→ What to do: What is the number of lines in the entries that contain the word "const"? Reply with that number only.

====== Given data

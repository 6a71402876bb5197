//! Mock eISCP receiver for testing purposes.
//!
//! Accepts TCP control connections, keeps a small per-zone model, applies
//! commands to it and answers like a real receiver: every reply is
//! broadcast to all connected clients. It also answers UDP discovery
//! queries. Tests can push unsolicited or garbage messages and drop
//! connections to exercise the client's recovery paths.

use std::collections::BTreeMap;
use std::net::SocketAddr;
use std::sync::Arc;
use std::time::Duration;

use bytes::Bytes;
use futures::{SinkExt, StreamExt};
use tokio::io::AsyncWriteExt;
use tokio::net::{TcpListener, TcpStream, UdpSocket};
use tokio::sync::{RwLock, broadcast, watch};
use tokio_util::codec::{FramedRead, FramedWrite};

use crate::protocol::{
    EiscpCodec, EiscpPacket, HdmiOutput, InformationReport, InputSource, ListeningMode,
    MAX_PRESET, PowerState, Property, Status, StatusMessage, Zone,
};
use crate::types::ReceiverEndpoint;

/// Configuration for the mock receiver.
#[derive(Debug, Clone)]
pub struct MockReceiverConfig {
    /// TCP port to listen on, 0 for any.
    pub port: u16,
    /// Zones the receiver has; others answer `N/A`.
    pub zones: Vec<Zone>,
    /// Model name reported to discovery.
    pub model: String,
    /// Identifier reported to discovery.
    pub identifier: String,
    /// Area code reported to discovery.
    pub area: String,
    /// Raw `IFA` report, `None` answers `N/A`.
    pub audio_information: Option<String>,
    /// Raw `IFV` report, `None` answers `N/A`.
    pub video_information: Option<String>,
    /// Whether commands get a status reply.
    pub respond: bool,
}

impl Default for MockReceiverConfig {
    fn default() -> Self {
        Self {
            port: 0,
            zones: vec![Zone::Main, Zone::Zone2],
            model: "TX-NR656".to_string(),
            identifier: "0009B0123456".to_string(),
            area: "XX".to_string(),
            audio_information: Some("HDMI 1,PCM,48 kHz,2.0 ch,Stereo,2.0 ch,48 kHz,,,".to_string()),
            video_information: None,
            respond: true,
        }
    }
}

#[derive(Debug, Clone)]
struct MockZone {
    power: PowerState,
    volume: u8,
    muted: bool,
    input: InputSource,
    preset: u8,
    hdmi_output: HdmiOutput,
    listening_mode: ListeningMode,
}

impl Default for MockZone {
    fn default() -> Self {
        Self {
            power: PowerState::Standby,
            volume: 40,
            muted: false,
            input: InputSource::from_code(0x10),
            preset: 1,
            hdmi_output: HdmiOutput::Main,
            listening_mode: ListeningMode::from_code(0x00),
        }
    }
}

impl MockZone {
    fn apply(&mut self, status: Status) {
        match status {
            Status::Power(power) => self.power = power,
            Status::Volume(volume) => self.volume = volume,
            Status::Mute(muted) => self.muted = muted,
            Status::Input(input) => self.input = input,
            Status::Preset(preset) => self.preset = preset,
            Status::HdmiOutput(output) => self.hdmi_output = output,
            Status::ListeningMode(mode) => self.listening_mode = mode,
            _ => {}
        }
    }
}
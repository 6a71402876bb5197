//! Inbound ISCP status messages

use std::fmt;
use std::fmt::Write as _;

use super::command::Property;
use super::packet::EiscpPacket;
use super::values::{
    HdmiOutput, InformationReport, InputSource, ListeningMode, PowerState, Zone, parse_hex_u8,
};
use crate::error::{OnkyoError, Result};

/// End-of-message marker receivers append before CR/LF
pub const EOF: u8 = 0x1A;

const NOT_AVAILABLE: &str = "N/A";

/// Decoded value of a status message
#[derive(Debug, Clone, PartialEq, Eq)]
pub enum Status {
    /// Power state
    Power(PowerState),
    /// Raw volume step
    Volume(u8),
    /// Muting
    Mute(bool),
    /// Selected input
    Input(InputSource),
    /// Tuner preset
    Preset(u8),
    /// HDMI output
    HdmiOutput(HdmiOutput),
    /// Listening mode
    ListeningMode(ListeningMode),
    /// Audio signal information
    AudioInformation(InformationReport),
    /// Video signal information
    VideoInformation(InformationReport),
    /// Front-panel display text
    Display(String),
    /// The receiver answered `N/A`; the property is not supported here
    NotAvailable(Property),
    /// A code this crate does not model
    Unknown {
        /// Three-letter code
        code: String,
        /// Parameter text
        value: String,
    },
}

impl Status {
    /// Property this status reports on, `None` for unknown codes
    #[must_use]
    pub fn property(&self) -> Option<Property> {
        Some(match self {
            Status::Power(_) => Property::Power,
            Status::Volume(_) => Property::Volume,
            Status::Mute(_) => Property::Mute,
            Status::Input(_) => Property::Input,
            Status::Preset(_) => Property::Preset,
            Status::HdmiOutput(_) => Property::HdmiOutput,
            Status::ListeningMode(_) => Property::ListeningMode,
            Status::AudioInformation(_) => Property::AudioInformation,
            Status::VideoInformation(_) => Property::VideoInformation,
            Status::Display(_) => Property::Display,
            Status::NotAvailable(property) => *property,
            Status::Unknown { .. } => return None,
        })
    }

    fn parameter(&self) -> String {
        match self {
            Status::Power(state) => if state.is_on() { "01" } else { "00" }.to_string(),
            Status::Mute(on) => if *on { "01" } else { "00" }.to_string(),
            Status::Volume(value) | Status::Preset(value) => format!("{value:02X}"),
            Status::Input(input) => format!("{:02X}", input.code()),
            Status::HdmiOutput(output) => format!("{:02X}", output.code()),
            Status::ListeningMode(mode) => format!("{:02X}", mode.code()),
            Status::AudioInformation(report) | Status::VideoInformation(report) => {
                report.raw().to_string()
            }
            Status::Display(text) => text.bytes().fold(String::new(), |mut out, b| {
                let _ = write!(out, "{b:02X}");
                out
            }),
            Status::NotAvailable(_) => NOT_AVAILABLE.to_string(),
            Status::Unknown { value, .. } => value.clone(),
        }
    }
}

/// A status report for one zone
#[derive(Debug, Clone, PartialEq, Eq)]
pub struct StatusMessage {
    /// Zone the report concerns
    pub zone: Zone,
    /// Decoded value
    pub status: Status,
}

impl StatusMessage {
    /// Create a status message
    #[must_use]
    pub fn new(zone: Zone, status: Status) -> Self {
        Self { zone, status }
    }

    /// Decode a framed payload as received from the codec
    ///
    /// The payload must start with `!1` and end with EOF, optionally
    /// followed by CR, LF or CRLF.
    ///
    /// # Errors
    ///
    /// Returns `MalformedMessage` if the framing or the parameter is invalid.
    pub fn decode(payload: &[u8]) -> Result<Self> {
        let mut end = payload.len();
        while end > 0 && matches!(payload[end - 1], b'\r' | b'\n') {
            end -= 1;
        }
        if end == 0 || payload[end - 1] != EOF {
            return Err(OnkyoError::malformed(payload, "missing end-of-message marker"));
        }
        let framed = &payload[..end - 1];

        let Some(body) = framed.strip_prefix(EiscpPacket::RECEIVER_UNIT.as_bytes()) else {
            return Err(OnkyoError::malformed(payload, "missing !1 start marker"));
        };
        let body = std::str::from_utf8(body)
            .map_err(|_| OnkyoError::malformed(payload, "payload is not valid UTF-8"))?;

        Self::parse_body(body)
    }

    /// Parse an unframed body such as `PWR01`
    ///
    /// # Errors
    ///
    /// Returns `MalformedMessage` if the code is truncated or the parameter invalid.
    pub fn parse_body(body: &str) -> Result<Self> {
        let Some(code) = body.get(..3) else {
            return Err(OnkyoError::malformed(body, "message shorter than a command code"));
        };
        let value = &body[3..];

        let Some((zone, property)) = Property::from_code(code) else {
            if !code.bytes().all(|b| b.is_ascii_alphanumeric()) {
                return Err(OnkyoError::malformed(body, "command code is not alphanumeric"));
            }
            return Ok(Self::new(
                Zone::Main,
                Status::Unknown {
                    code: code.to_string(),
                    value: value.to_string(),
                },
            ));
        };

        if value == NOT_AVAILABLE {
            return Ok(Self::new(zone, Status::NotAvailable(property)));
        }

        let hex = || {
            parse_hex_u8(value)
                .ok_or_else(|| OnkyoError::malformed(body, format!("invalid {property} value")))
        };
        let flag = || match value {
            "00" => Ok(false),
            "01" => Ok(true),
            _ => Err(OnkyoError::malformed(body, format!("invalid {property} value"))),
        };

        let status = match property {
            Property::Power => Status::Power(if flag()? {
                PowerState::On
            } else {
                PowerState::Standby
            }),
            Property::Volume => Status::Volume(hex()?),
            Property::Mute => Status::Mute(flag()?),
            Property::Input => Status::Input(InputSource::from_code(hex()?)),
            Property::Preset => Status::Preset(hex()?),
            Property::HdmiOutput => Status::HdmiOutput(
                HdmiOutput::from_code(hex()?)
                    .ok_or_else(|| OnkyoError::malformed(body, "unknown hdmi output"))?,
            ),
            Property::ListeningMode => Status::ListeningMode(ListeningMode::from_code(hex()?)),
            Property::AudioInformation => Status::AudioInformation(InformationReport::audio(value)),
            Property::VideoInformation => Status::VideoInformation(InformationReport::video(value)),
            Property::Display => Status::Display(decode_display(value)),
        };
        Ok(Self::new(zone, status))
    }

    /// Property this message reports on
    #[must_use]
    pub fn property(&self) -> Option<Property> {
        self.status.property()
    }

    /// Unframed body, e.g. `ZVL28`
    #[must_use]
    pub fn encode_body(&self) -> String {
        let code = match (&self.status, self.property()) {
            (Status::Unknown { code, .. }, _) => code.as_str(),
            (_, Some(property)) => property.code(self.zone).unwrap_or("???"),
            (_, None) => "???",
        };
        format!("{code}{}", self.status.parameter())
    }

    /// Frame the message the way a receiver sends it
    #[must_use]
    pub fn to_packet(&self) -> EiscpPacket {
        EiscpPacket::raw(format!("!1{}\u{1a}\r\n", self.encode_body()))
    }
}

impl fmt::Display for StatusMessage {
    fn fmt(&self, f: &mut fmt::Formatter<'_>) -> fmt::Result {
        write!(f, "{}:{}", self.zone, self.encode_body())
    }
}

/// FLD carries the display text as hex-encoded bytes
fn decode_display(value: &str) -> String {
    if value.len() % 2 != 0 || !value.bytes().all(|b| b.is_ascii_hexdigit()) {
        return value.to_string();
    }
    let bytes: Vec<u8> = value
        .as_bytes()
        .chunks(2)
        .filter_map(|pair| std::str::from_utf8(pair).ok().and_then(parse_hex_u8))
        .collect();
    String::from_utf8_lossy(&bytes).trim().to_string()
}
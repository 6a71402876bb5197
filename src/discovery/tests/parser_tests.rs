use std::net::IpAddr;

use crate::discovery::parser::parse_info;

fn host() -> IpAddr {
    "192.168.1.30".parse().unwrap()
}

#[test]
fn test_parse_full_reply() {
    let info = parse_info(b"!1ECNTX-NR656/60128/DX/0009B0123456\x1a\r\n", host()).unwrap();

    assert_eq!(info.model, "TX-NR656");
    assert_eq!(info.port, 60128);
    assert_eq!(info.area, "DX");
    assert_eq!(info.identifier, "0009B0123456");
    assert_eq!(info.host, host());
}

#[test]
fn test_parse_reply_without_identifier() {
    let info = parse_info(b"!1ECNTX-NR609/60128/DX/\x1a", host()).unwrap();
    assert_eq!(info.model, "TX-NR609");
    assert_eq!(info.identifier, "");
}

#[test]
fn test_parse_truncates_long_identifier() {
    let info = parse_info(b"!1ECNVSX-LX503/60128/XX/0123456789ABCDEF", host()).unwrap();
    assert_eq!(info.identifier, "0123456789AB");
}

#[test]
fn test_parse_pioneer_category() {
    assert!(parse_info(b"!pECNSC-LX701/60128/XX/AABBCC", host()).is_none());
    assert!(parse_info(b"!7ECNSC-LX701/60128/XX/AABBCC", host()).is_some());
}

#[test]
fn test_parse_rejects_garbage() {
    for payload in [
        &b""[..],
        b"!1PWR01\x1a",
        b"!1ECNTX-NR656",
        b"!1ECNTX-NR656/6012/DX/1",
        b"!1ECNTX-NR656/60128/DXX/1",
        b"!xECNQSTN\r",
        b"\xff\xfe",
    ] {
        assert!(parse_info(payload, host()).is_none(), "{payload:?}");
    }
}
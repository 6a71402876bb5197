//! Receiver state tracking and change events

mod events;
mod tracker;
#[cfg(test)]
mod tests;

pub use events::{ChangeFilter, StateChange};
pub use tracker::StateTracker;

============

→ Answer: 2